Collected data
Start of Block

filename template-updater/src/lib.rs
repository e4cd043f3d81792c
#![doc = include_str!(concat!("../", env!("CARGO_PKG_README")))]

pub mod classifier;
pub mod config;
pub mod host;
pub mod model;
pub mod pull_requests;
pub mod report;
pub mod runner;
pub mod summary;
pub mod sync;
pub mod templates;
pub mod urls;
pub mod vcs;

pub use classifier::{Classification, Classifier};
pub use config::{load_settings, CommitAuthor, ConfigError, UpdaterSettings};
pub use host::{GitHubHost, HostError, NewPullRequest, OpenPullRequest, RepoHandle, RepositoryHost};
pub use model::{
    BindingError, Project, PullRequestRef, SkipReason, SkippedProject, Status, TemplateBinding,
};
pub use pull_requests::create_update_pr;
pub use report::ReportRenderer;
pub use runner::{Collaborators, Runner, RunnerConfig, RunnerError};
pub use summary::{ProcessingResult, RunSummary};
pub use sync::{CruftCli, SyncError, TemplateSyncEngine};
pub use templates::{
    build_pull_request_text, create_handlebars_registry, generate_branch_name, rewrite_references,
    PullRequestText, TemplateError, TemplateRenderer,
};
pub use urls::{authenticated_clone_url, redact_credentials, web_url};
pub use vcs::{CommitInfo, GitCli, LocalRepo, VcsError, VersionControl, Workspace};
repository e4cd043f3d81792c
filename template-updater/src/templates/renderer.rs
//! Template renderer.

use handlebars::{no_escape, Handlebars};
use serde_json::{json, Value};

/// Creates a configured Handlebars registry.
///
/// The registry is configured with:
/// - No HTML escaping (for markdown output)
/// - Strict mode (catches missing variables)
#[must_use]
pub fn create_handlebars_registry() -> Handlebars<'static> {
    let mut hbs = Handlebars::new();

    // Disable HTML escaping for markdown output
    hbs.register_escape_fn(no_escape);

    // Enable strict mode to catch missing variables
    hbs.set_strict_mode(true);

    hbs
}

/// Renderer for the configurable parts of pull request text.
pub struct TemplateRenderer {
    handlebars: Handlebars<'static>,
}

impl Default for TemplateRenderer {
    fn default() -> Self {
        Self::new()
    }
}

impl TemplateRenderer {
    /// Creates a new template renderer.
    #[must_use]
    pub fn new() -> Self {
        Self {
            handlebars: create_handlebars_registry(),
        }
    }

    /// Renders the header sentence of a multi-commit pull request body.
    ///
    /// Available variables are `template_branch` and `template_url`.
    ///
    /// # Errors
    ///
    /// Returns an error if template rendering fails.
    pub fn render_body_header(
        &self,
        template: &str,
        template_branch: &str,
        template_url: &str,
    ) -> Result<String, super::TemplateError> {
        let data = json!({
            "template_branch": template_branch,
            "template_url": template_url,
        });

        self.render_template(template, &data)
    }

    /// Renders a template with the given data.
    fn render_template(&self, template: &str, data: &Value) -> Result<String, super::TemplateError> {
        Ok(self.handlebars.render_template(template, data)?)
    }
}

#[cfg(test)]
mod tests {
    use super::*;
    use crate::config::UpdaterSettings;

    #[test]
    fn renders_default_header() {
        let renderer = TemplateRenderer::new();

        let header = renderer
            .render_body_header(
                &UpdaterSettings::default().pr_body_header,
                "dev",
                "https://github.com/org/tpl",
            )
            .unwrap();

        assert_eq!(
            header,
            "Contains the following changes to get up-to-date with the newest version of the template's 'dev' branch."
        );
    }

    #[test]
    fn no_html_escaping() {
        let renderer = TemplateRenderer::new();

        let header = renderer
            .render_body_header("<{{template_branch}}> & more", "feat/x", "tpl")
            .unwrap();

        assert_eq!(header, "<feat/x> & more");
    }

    #[test]
    fn strict_mode_rejects_unknown_variables() {
        let renderer = TemplateRenderer::new();

        let result = renderer.render_body_header("{{unknown}}", "dev", "tpl");

        assert!(result.is_err());
    }
}
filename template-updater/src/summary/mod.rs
//! Run summary types and helpers.

mod result;
mod run_summary;

pub use result::ProcessingResult;
pub use run_summary::RunSummary;
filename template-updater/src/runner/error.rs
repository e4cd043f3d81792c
//! Runner error types.

use crate::config::ConfigError;
use crate::host::HostError;
use crate::sync::SyncError;
use crate::templates::TemplateError;
use crate::vcs::VcsError;

/// Errors that abort a run.
#[derive(Debug, thiserror::Error)]
pub enum RunnerError {
    /// Settings loading errors.
    #[error(transparent)]
    Config(#[from] ConfigError),

    /// Neither a token argument nor the environment provided credentials.
    #[error("No access token provided")]
    MissingToken,

    /// The binding file path resolves to several files.
    #[error(
        "Repository '{repository}' contains more than one '{path}' file ({count} matches). \
         This layout is not supported."
    )]
    AmbiguousBindingFile {
        repository: String,
        path: String,
        count: usize,
    },

    /// Repository host errors.
    #[error(transparent)]
    Host(#[from] HostError),

    /// Version control errors.
    #[error(transparent)]
    Vcs(#[from] VcsError),

    /// Template sync errors.
    #[error(transparent)]
    Sync(#[from] SyncError),

    /// Pull request text rendering errors.
    #[error(transparent)]
    Template(#[from] TemplateError),

    /// A failure while processing one repository.
    #[error("Failed to process '{repository}': {source}")]
    Repository {
        repository: String,
        #[source]
        source: Box<RunnerError>,
    },
}
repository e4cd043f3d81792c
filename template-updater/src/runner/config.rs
//! Runner configuration.

use super::RunnerError;
use crate::config::UpdaterSettings;
use std::fmt;

/// Configuration for a run over one organization.
#[derive(Clone)]
pub struct RunnerConfig {
    /// Organization whose repositories are audited.
    organization: String,
    /// Token used for API calls, clones and pushes.
    token: String,
    /// Updater settings.
    settings: UpdaterSettings,
}

impl RunnerConfig {
    /// Creates a new configuration for a run.
    ///
    /// # Errors
    ///
    /// Returns [`RunnerError::MissingToken`] if `token` is absent or blank.
    pub fn new(
        organization: impl Into<String>,
        token: Option<String>,
        settings: UpdaterSettings,
    ) -> Result<Self, RunnerError> {
        let token = token
            .filter(|token| !token.trim().is_empty())
            .ok_or(RunnerError::MissingToken)?;

        Ok(Self {
            organization: organization.into(),
            token,
            settings,
        })
    }

    /// Overrides the maintainer fields of the settings, unless `fields` is empty.
    #[must_use]
    pub fn with_maintainer_fields(mut self, fields: Vec<String>) -> Self {
        if !fields.is_empty() {
            self.settings.maintainer_fields = fields;
        }
        self
    }

    /// Returns the audited organization.
    pub fn organization(&self) -> &str {
        &self.organization
    }

    /// Returns the configured token.
    pub fn token(&self) -> &str {
        &self.token
    }

    /// Returns the updater settings.
    pub fn settings(&self) -> &UpdaterSettings {
        &self.settings
    }
}

impl fmt::Debug for RunnerConfig {
    fn fmt(&self, f: &mut fmt::Formatter<'_>) -> fmt::Result {
        f.debug_struct("RunnerConfig")
            .field("organization", &self.organization)
            .field("token", &"***")
            .field("settings", &self.settings)
            .finish()
    }
}
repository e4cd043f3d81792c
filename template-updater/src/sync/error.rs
//! Template sync error types.

use thiserror::Error;

/// Errors that can occur while checking or applying template changes.
#[derive(Debug, Error)]
pub enum SyncError {
    /// The sync tool could not be found.
    #[error("'{program}' is not installed or not in PATH")]
    NotInstalled { program: String },

    /// Spawning or waiting for the process failed.
    #[error("Failed to run '{program}': {source}")]
    Io {
        program: String,
        #[source]
        source: std::io::Error,
    },

    /// The tool exited unsuccessfully.
    #[error("'{command}' failed with {status}: {stderr}")]
    CommandFailed {
        command: String,
        status: String,
        stderr: String,
    },
}
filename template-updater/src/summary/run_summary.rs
//! Run summary types.

use super::result::ProcessingResult;
use crate::model::{Project, SkippedProject};
use serde::Serialize;

/// Summary of a complete run.
///
/// Both lists keep the order in which repositories were discovered.
#[derive(Debug, Clone, Default, PartialEq, Eq, Serialize)]
pub struct RunSummary {
    /// Classified projects.
    pub projects: Vec<Project>,

    /// Repositories excluded from classification.
    pub skipped_projects: Vec<SkippedProject>,
}

impl RunSummary {
    /// Creates a new empty summary.
    #[must_use]
    pub fn new() -> Self {
        Self::default()
    }

    /// Updates the summary with a processing result.
    pub fn record_result(&mut self, result: ProcessingResult) {
        match result {
            ProcessingResult::Project(project) => self.projects.push(project),
            ProcessingResult::Skipped(skipped) => self.skipped_projects.push(skipped),
        }
    }

    /// Returns the number of classified projects.
    #[must_use]
    pub fn total_projects(&self) -> usize {
        self.projects.len()
    }

    /// Returns the number of projects already matching their template.
    #[must_use]
    pub fn up_to_date_projects(&self) -> usize {
        self.projects
            .iter()
            .filter(|project| project.status.is_up_to_date())
            .count()
    }

    /// Returns the number of projects behind their template.
    #[must_use]
    pub fn outdated_projects(&self) -> usize {
        self.total_projects() - self.up_to_date_projects()
    }
}
//! Greedy longest-match tokenization.
//!
//! Letter segments are consumed left to right, always taking the longest
//! prefix that is a known token. Non-letter segments are never merged and
//! come out one character per token.

use super::segment::{Segment, Segments};
use crate::core::Vocabulary;

/// Tokenizes text against a borrowed [`Vocabulary`].
///
/// Output tokens borrow from the input text, and their concatenation is
/// always the input text.
#[derive(Debug, Clone, Copy)]
pub struct GreedyEncoder<'v> {
    vocab: &'v Vocabulary,
}

impl<'v> GreedyEncoder<'v> {
    pub fn new(vocab: &'v Vocabulary) -> Self {
        Self { vocab }
    }

    /// Tokenize arbitrary text, segment by segment.
    pub fn tokenize<'t>(&self, text: &'t str) -> Vec<&'t str> {
        let mut tokens = Vec::with_capacity(text.len());
        for segment in Segments::new(text) {
            self.tokenize_segment_into(segment, &mut tokens);
        }
        tokens
    }

    fn tokenize_segment_into<'t>(&self, segment: Segment<'t>, out: &mut Vec<&'t str>) {
        if segment.is_letter() {
            self.tokenize_word_into(segment.text, out);
        } else {
            out.extend(split_chars(segment.text));
        }
    }

    /// Tokenize a run of letters by greedy longest match.
    pub fn tokenize_word<'t>(&self, word: &'t str) -> Vec<&'t str> {
        let mut tokens = Vec::new();
        self.tokenize_word_into(word, &mut tokens);
        tokens
    }

    fn tokenize_word_into<'t>(&self, word: &'t str, out: &mut Vec<&'t str>) {
        // bounds[i] is the byte offset of the i-th char; the last entry is word.len().
        let bounds: Vec<usize> = word
            .char_indices()
            .map(|(i, _)| i)
            .chain(std::iter::once(word.len()))
            .collect();
        let num_chars = bounds.len() - 1;
        // Nothing longer than the longest stored token can match.
        let cap = self.vocab.max_token_len().max(1);

        let mut pos = 0;
        while pos < num_chars {
            let longest = cap.min(num_chars - pos);
            let Some(len) = (1..=longest)
                .rev()
                .find(|&len| self.vocab.is_token(&word[bounds[pos]..bounds[pos + len]]))
            else {
                unreachable!("single characters are always tokens");
            };

            out.push(&word[bounds[pos]..bounds[pos + len]]);
            pos += len;
        }
    }
}

/// One slice per character.
fn split_chars(text: &str) -> impl Iterator<Item = &str> {
    text.char_indices()
        .map(move |(i, c)| &text[i..i + c.len_utf8()])
}
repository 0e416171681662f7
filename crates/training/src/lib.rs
//! Purse-training - merge learning for the purse tokenizer
//!
//! This crate learns multi-character tokens from text by repeatedly
//! merging the most frequent adjacent pair of letter tokens.
//!
//! # Example
//!
//! ```rust
//! use purse_core::Vocabulary;
//! use purse_training::MergeTrainer;
//!
//! let mut vocab = Vocabulary::new();
//! let mut trainer = MergeTrainer::with_iterations(1);
//! trainer.train(&mut vocab, "Peter Piper picked a peck of pickled peppers");
//!
//! assert!(vocab.is_token("pe"));
//! ```

pub use purse_core::{Result, TokenizerError};

pub mod training;
pub use training::{
    count_letter_pairings, count_letter_pairings_parallel, LearnedMerge, MergeTrainer,
    PairCounts, PairStat, TrainingConfig,
};
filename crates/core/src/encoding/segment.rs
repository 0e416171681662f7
//! Splitting text into letter and non-letter segments.
//!
//! A segment is a maximal run of characters sharing one [`CharClass`].
//! Concatenating the segments of a string gives back the string, and two
//! neighbouring segments never share a class.

use super::classify::{classify, CharClass};

/// A classified, non-empty slice of the input text.
#[derive(Debug, Clone, Copy, PartialEq, Eq)]
pub struct Segment<'a> {
    /// The segment text
    pub text: &'a str,
    /// Class shared by every character of the segment
    pub class: CharClass,
}

impl<'a> Segment<'a> {
    #[inline]
    pub fn is_letter(&self) -> bool {
        self.class.is_letter()
    }
}

/// Iterator over the segments of a string, borrowing from it.
#[derive(Debug, Clone)]
pub struct Segments<'a> {
    rest: &'a str,
}

impl<'a> Segments<'a> {
    pub fn new(text: &'a str) -> Self {
        Self { rest: text }
    }
}

impl<'a> Iterator for Segments<'a> {
    type Item = Segment<'a>;

    fn next(&mut self) -> Option<Self::Item> {
        let first = self.rest.chars().next()?;
        let class = classify(first);

        let end = self
            .rest
            .char_indices()
            .skip(1)
            .find(|&(_, c)| classify(c) != class)
            .map_or(self.rest.len(), |(i, _)| i);

        let (text, rest) = self.rest.split_at(end);
        self.rest = rest;

        Some(Segment { text, class })
    }
}

impl std::iter::FusedIterator for Segments<'_> {}

/// Break text into its segments, in order.
///
/// Returns an empty vector for empty input.
pub fn segment(text: &str) -> Vec<&str> {
    Segments::new(text).map(|s| s.text).collect()
}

End of Block

- _YOUR TASK_: For each line in the entries that holds "SkippedProject", return that line.

- _WORKED SOLUTION_:
    BindingError, Project, PullRequestRef, SkipReason, SkippedProject, Status, TemplateBinding,
use crate::model::{Project, SkippedProject};
    pub skipped_projects: Vec<SkippedProject>,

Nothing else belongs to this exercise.